*** Opening of DATA TO USE ***

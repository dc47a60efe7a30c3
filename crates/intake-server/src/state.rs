//! Shared application state

use crate::config::AppConfig;
use crate::intake::IntakeService;
use intake_classifier::{classifier_from_config, Classifier};
use intake_records::StudentStore;
use intake_storage::DriveService;
use std::path::PathBuf;
use std::sync::Arc;

/// Services handed to every request
#[derive(Debug, Clone)]
pub struct AppState {
    /// Student register
    pub store: Arc<StudentStore>,
    /// Document storage
    pub storage: Arc<DriveService>,
    /// Upload classifier
    pub classifier: Arc<dyn Classifier>,
    /// Upload pipeline
    pub intake: Arc<IntakeService>,
    /// Bearer token; `None` leaves routes open
    pub api_token: Option<Arc<str>>,
    /// Served under `/uploads`
    pub upload_dir: PathBuf,
    /// Served at `/`
    pub public_dir: PathBuf,
}

impl AppState {
    /// Wire services together
    #[must_use]
    pub fn new(store: StudentStore, storage: DriveService, classifier: Arc<dyn Classifier>) -> Self {
        let store = Arc::new(store);
        let upload_dir = storage.local().root().to_path_buf();
        let storage = Arc::new(storage);
        let intake = Arc::new(IntakeService::new(
            store.clone(),
            storage.clone(),
            classifier.clone(),
        ));

        Self {
            store,
            storage,
            classifier,
            intake,
            api_token: None,
            upload_dir,
            public_dir: PathBuf::from("public"),
        }
    }

    /// Build every service from configuration
    pub async fn from_config(config: &AppConfig) -> Self {
        let store = StudentStore::new(&config.data_file);
        let storage = DriveService::from_config(&config.storage).await;
        let classifier = classifier_from_config(&config.llm);

        let mut state = Self::new(store, storage, classifier).with_public_dir(&config.public_dir);
        if let Some(token) = &config.api_token {
            state = state.with_api_token(token);
        }
        state
    }

    /// Require this bearer token on protected routes
    #[must_use]
    pub fn with_api_token(mut self, token: impl AsRef<str>) -> Self {
        self.api_token = Some(Arc::from(token.as_ref()));
        self
    }

    /// Serve the frontend from `dir`
    #[must_use]
    pub fn with_public_dir(mut self, dir: impl Into<PathBuf>) -> Self {
        self.public_dir = dir.into();
        self
    }
}
//! Tracing subscriber setup

use crate::config::LogFormat;
use tracing_subscriber::filter::LevelFilter;
use tracing_subscriber::EnvFilter;

/// Install the global subscriber
///
/// `RUST_LOG` overrides the default `info` level. Installing twice is a
/// no-op, so tests may call this freely.
pub fn init(format: LogFormat) {
    let filter = EnvFilter::builder()
        .with_default_directive(LevelFilter::INFO.into())
        .from_env_lossy();

    let builder = tracing_subscriber::fmt()
        .with_env_filter(filter)
        .with_target(true);
    let installed = match format {
        LogFormat::Text => builder.try_init(),
        LogFormat::Json => builder.json().with_current_span(false).try_init(),
    };
    if installed.is_err() {
        tracing::debug!("tracing subscriber already installed");
    }
}
//! Testing utilities for the intake workspace
//!
//! Shared fixtures, a throwaway workspace on disk and an in-process fake
//! of the drive REST API.

#![allow(missing_docs)]

pub mod fake_drive;

pub use fake_drive::FakeDrive;

use intake_records::{NewStudent, StudentId, StudentStore};
use intake_storage::{DriveConfig, DriveService, LocalBackend, StorageConfig, UploadFile};
use std::path::{Path, PathBuf};
use tempfile::TempDir;

pub const PUBLIC_URL: &str = "http://localhost:3000";

pub fn student_id(raw: &str) -> StudentId {
    StudentId::new(raw).unwrap()
}

pub fn new_student(student_id: &str, name: &str) -> NewStudent {
    NewStudent::new(student_id, name)
}

pub fn full_student(student_id: &str, name: &str) -> NewStudent {
    NewStudent::new(student_id, name)
        .with_department("Computer Science")
        .with_email(format!("{}@college.test", student_id.to_lowercase()))
        .with_phone("+91 98765 43210")
}

pub fn pdf(file_name: &str) -> UploadFile {
    UploadFile::new(file_name, "application/pdf", b"%PDF-1.4\n%test\n".to_vec())
}

pub fn png(file_name: &str) -> UploadFile {
    UploadFile::new(file_name, "image/png", b"\x89PNG\r\n\x1a\n".to_vec())
}

pub fn drive_config(fake: &FakeDrive) -> DriveConfig {
    DriveConfig::new()
        .with_access_token(FakeDrive::TOKEN)
        .with_api_base(fake.url())
}

/// Temporary data file, upload directory and public directory
pub struct TempWorkspace {
    dir: TempDir,
}

impl TempWorkspace {
    pub fn new() -> Self {
        let dir = TempDir::new().unwrap();
        std::fs::create_dir_all(dir.path().join("public")).unwrap();
        Self { dir }
    }

    pub fn path(&self) -> &Path {
        self.dir.path()
    }

    pub fn data_file(&self) -> PathBuf {
        self.dir.path().join("data").join("students.json")
    }

    pub fn upload_dir(&self) -> PathBuf {
        self.dir.path().join("uploads")
    }

    pub fn public_dir(&self) -> PathBuf {
        self.dir.path().join("public")
    }

    pub fn store(&self) -> StudentStore {
        StudentStore::new(self.data_file())
    }

    pub fn local_backend(&self) -> LocalBackend {
        LocalBackend::new(self.upload_dir(), PUBLIC_URL)
    }

    pub fn storage_config(&self) -> StorageConfig {
        StorageConfig::new()
            .with_upload_dir(self.upload_dir())
            .with_public_base_url(PUBLIC_URL)
    }

    /// Storage with no drive credentials
    pub fn local_storage(&self) -> DriveService {
        DriveService::local_only(self.local_backend())
    }

    /// Storage backed by `fake`, falling back into this workspace
    pub async fn drive_storage(&self, fake: &FakeDrive) -> DriveService {
        DriveService::from_config(&self.storage_config().with_drive(drive_config(fake))).await
    }
}

impl Default for TempWorkspace {
    fn default() -> Self {
        Self::new()
    }
}
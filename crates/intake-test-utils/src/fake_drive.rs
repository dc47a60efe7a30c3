//! In-process fake of the drive REST API
//!
//! Covers only what the drive backend calls: folder search and create,
//! multipart upload, permission grants and delete. `set_failing(true)`
//! turns every response into a 503.

use bytes::Bytes;
use parking_lot::Mutex;
use regex::Regex;
use serde_json::{json, Value};
use std::collections::HashMap;
use std::net::SocketAddr;
use std::sync::atomic::{AtomicBool, AtomicUsize, Ordering};
use std::sync::Arc;
use warp::http::StatusCode;
use warp::reply::Response;
use warp::{Filter, Reply};

#[derive(Debug, Clone)]
pub struct FakeFolder {
    pub id: String,
    pub name: String,
    pub parent: Option<String>,
}

#[derive(Debug, Clone)]
pub struct FakeFile {
    pub id: String,
    pub name: String,
    pub parent: Option<String>,
    pub content: Bytes,
    pub shared: bool,
}

#[derive(Debug, Default)]
struct State {
    folders: Mutex<Vec<FakeFolder>>,
    files: Mutex<HashMap<String, FakeFile>>,
    failing: AtomicBool,
    requests: AtomicUsize,
    next_id: AtomicUsize,
}

impl State {
    fn mint(&self, prefix: &str) -> String {
        format!("{prefix}{}", self.next_id.fetch_add(1, Ordering::SeqCst) + 1)
    }

    /// Count the request; `Some` carries the refusal when it is rejected
    fn gate(&self, token: Option<&str>) -> Option<Response> {
        self.requests.fetch_add(1, Ordering::SeqCst);
        if self.failing.load(Ordering::SeqCst) {
            return Some(error(StatusCode::SERVICE_UNAVAILABLE, "backend unavailable"));
        }
        let expected = format!("Bearer {}", FakeDrive::TOKEN);
        if token != Some(expected.as_str()) {
            return Some(error(StatusCode::UNAUTHORIZED, "invalid credentials"));
        }
        None
    }
}

fn error(status: StatusCode, message: &str) -> Response {
    warp::reply::with_status(
        warp::reply::json(&json!({ "error": { "code": status.as_u16(), "message": message } })),
        status,
    )
    .into_response()
}

/// Fake drive server bound to an ephemeral local port
#[derive(Debug, Clone)]
pub struct FakeDrive {
    addr: SocketAddr,
    state: Arc<State>,
}

impl FakeDrive {
    /// Bearer token the fake accepts
    pub const TOKEN: &'static str = "fake-drive-token";

    /// Start the server on the current tokio runtime
    pub fn spawn() -> Self {
        let state = Arc::new(State::default());
        let (addr, server) = warp::serve(routes(state.clone())).bind_ephemeral(([127, 0, 0, 1], 0));
        tokio::spawn(server);
        Self { addr, state }
    }

    pub fn url(&self) -> String {
        format!("http://{}", self.addr)
    }

    pub fn set_failing(&self, failing: bool) {
        self.state.failing.store(failing, Ordering::SeqCst);
    }

    pub fn request_count(&self) -> usize {
        self.state.requests.load(Ordering::SeqCst)
    }

    pub fn folders(&self) -> Vec<FakeFolder> {
        self.state.folders.lock().clone()
    }

    pub fn folder_named(&self, name: &str) -> Option<FakeFolder> {
        self.state.folders.lock().iter().find(|f| f.name == name).cloned()
    }

    pub fn files(&self) -> Vec<FakeFile> {
        self.state.files.lock().values().cloned().collect()
    }

    pub fn file(&self, id: &str) -> Option<FakeFile> {
        self.state.files.lock().get(id).cloned()
    }
}

fn routes(
    state: Arc<State>,
) -> impl Filter<Extract = (Response,), Error = warp::Rejection> + Clone + Send + Sync + 'static {
    let with_state = {
        let state = state.clone();
        warp::any().map(move || state.clone())
    };
    let auth = warp::header::optional::<String>("authorization");

    let search = warp::get()
        .and(warp::path!("drive" / "v3" / "files"))
        .and(auth.clone())
        .and(warp::query::<HashMap<String, String>>())
        .and(with_state.clone())
        .map(search_folders);

    let create = warp::post()
        .and(warp::path!("drive" / "v3" / "files"))
        .and(auth.clone())
        .and(warp::body::json())
        .and(with_state.clone())
        .map(create_folder);

    let upload = warp::post()
        .and(warp::path!("upload" / "drive" / "v3" / "files"))
        .and(auth.clone())
        .and(warp::header::<String>("content-type"))
        .and(warp::body::bytes())
        .and(with_state.clone())
        .map(upload_file);

    let share = warp::post()
        .and(warp::path!("drive" / "v3" / "files" / String / "permissions"))
        .and(auth.clone())
        .and(with_state.clone())
        .map(share_file);

    let delete = warp::delete()
        .and(warp::path!("drive" / "v3" / "files" / String))
        .and(auth)
        .and(with_state)
        .map(delete_file);

    search
        .or(create)
        .unify()
        .or(upload)
        .unify()
        .or(share)
        .unify()
        .or(delete)
        .unify()
}

fn quoted_value(pattern: &str, query: &str) -> Option<String> {
    let re = Regex::new(pattern).ok()?;
    re.captures(query)
        .map(|c| c[1].replace("\\'", "'").replace("\\\\", "\\"))
}

fn search_folders(auth: Option<String>, params: HashMap<String, String>, state: Arc<State>) -> Response {
    if let Some(denied) = state.gate(auth.as_deref()) {
        return denied;
    }
    let query = params.get("q").cloned().unwrap_or_default();
    let name = quoted_value(r"name = '((?:[^'\\]|\\.)*)'", &query);
    let parent = quoted_value(r"'((?:[^'\\]|\\.)*)' in parents", &query);

    let files: Vec<Value> = state
        .folders
        .lock()
        .iter()
        .filter(|f| Some(&f.name) == name.as_ref())
        .filter(|f| parent.is_none() || f.parent == parent)
        .map(|f| json!({ "id": f.id, "name": f.name }))
        .take(1)
        .collect();
    warp::reply::json(&json!({ "files": files })).into_response()
}

fn create_folder(auth: Option<String>, body: Value, state: Arc<State>) -> Response {
    if let Some(denied) = state.gate(auth.as_deref()) {
        return denied;
    }
    let Some(name) = body["name"].as_str() else {
        return error(StatusCode::BAD_REQUEST, "name required");
    };
    let folder = FakeFolder {
        id: state.mint("fld"),
        name: name.to_string(),
        parent: body["parents"][0].as_str().map(str::to_string),
    };
    let reply = json!({ "id": folder.id });
    state.folders.lock().push(folder);
    warp::reply::json(&reply).into_response()
}

/// Split a `multipart/related` body into (metadata, content)
fn split_related(content_type: &str, body: &Bytes) -> Option<(Value, Bytes)> {
    let boundary = content_type.split("boundary=").nth(1)?.trim();
    let delimiter = format!("--{boundary}");
    let text = String::from_utf8_lossy(body);

    let first = text.find(&delimiter)?;
    let meta_start = first + text[first..].find("\r\n\r\n")? + 4;
    let meta_end = meta_start + text[meta_start..].find(&format!("\r\n{delimiter}"))?;
    let metadata: Value = serde_json::from_str(&text[meta_start..meta_end]).ok()?;

    let raw = body.as_ref();
    let after_meta = meta_end + 2 + delimiter.len();
    let content_start = after_meta + find(&raw[after_meta..], b"\r\n\r\n")? + 4;
    let closing = format!("\r\n{delimiter}--");
    let content_end = content_start + find(&raw[content_start..], closing.as_bytes())?;
    Some((metadata, body.slice(content_start..content_end)))
}

fn find(haystack: &[u8], needle: &[u8]) -> Option<usize> {
    haystack.windows(needle.len()).position(|w| w == needle)
}

fn upload_file(auth: Option<String>, content_type: String, body: Bytes, state: Arc<State>) -> Response {
    if let Some(denied) = state.gate(auth.as_deref()) {
        return denied;
    }
    let Some((metadata, content)) = split_related(&content_type, &body) else {
        return error(StatusCode::BAD_REQUEST, "malformed multipart body");
    };
    let file = FakeFile {
        id: state.mint("file"),
        name: metadata["name"].as_str().unwrap_or("untitled").to_string(),
        parent: metadata["parents"][0].as_str().map(str::to_string),
        content,
        shared: false,
    };
    let reply = json!({
        "id": file.id,
        "name": file.name,
        "webViewLink": format!("https://drive.google.com/file/d/{}/view", file.id),
        "webContentLink": format!("https://drive.google.com/uc?id={}&export=download", file.id),
    });
    state.files.lock().insert(file.id.clone(), file);
    warp::reply::json(&reply).into_response()
}

fn share_file(id: String, auth: Option<String>, state: Arc<State>) -> Response {
    if let Some(denied) = state.gate(auth.as_deref()) {
        return denied;
    }
    match state.files.lock().get_mut(&id) {
        Some(file) => {
            file.shared = true;
            warp::reply::json(&json!({ "id": "anyoneWithLink", "role": "reader" })).into_response()
        }
        None => error(StatusCode::NOT_FOUND, "file not found"),
    }
}

fn delete_file(id: String, auth: Option<String>, state: Arc<State>) -> Response {
    if let Some(denied) = state.gate(auth.as_deref()) {
        return denied;
    }
    match state.files.lock().remove(&id) {
        Some(_) => StatusCode::NO_CONTENT.into_response(),
        None => error(StatusCode::NOT_FOUND, "file not found"),
    }
}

*** Close of DATA TO USE ***

§ **REQUIRED WORK**
In your answer, include only the lines above starting at the line that holds "HashMap<String, String>, state: Arc<State>)" and ending at the line that holds "Value, state: Arc<State>)", copied exactly.

§ **ANSWER SECTION**
fn search_folders(auth: Option<String>, params: HashMap<String, String>, state: Arc<State>) -> Response {
    if let Some(denied) = state.gate(auth.as_deref()) {
        return denied;
    }
    let query = params.get("q").cloned().unwrap_or_default();
    let name = quoted_value(r"name = '((?:[^'\\]|\\.)*)'", &query);
    let parent = quoted_value(r"'((?:[^'\\]|\\.)*)' in parents", &query);

    let files: Vec<Value> = state
        .folders
        .lock()
        .iter()
        .filter(|f| Some(&f.name) == name.as_ref())
        .filter(|f| parent.is_none() || f.parent == parent)
        .map(|f| json!({ "id": f.id, "name": f.name }))
        .take(1)
        .collect();
    warp::reply::json(&json!({ "files": files })).into_response()
}

fn create_folder(auth: Option<String>, body: Value, state: Arc<State>) -> Response {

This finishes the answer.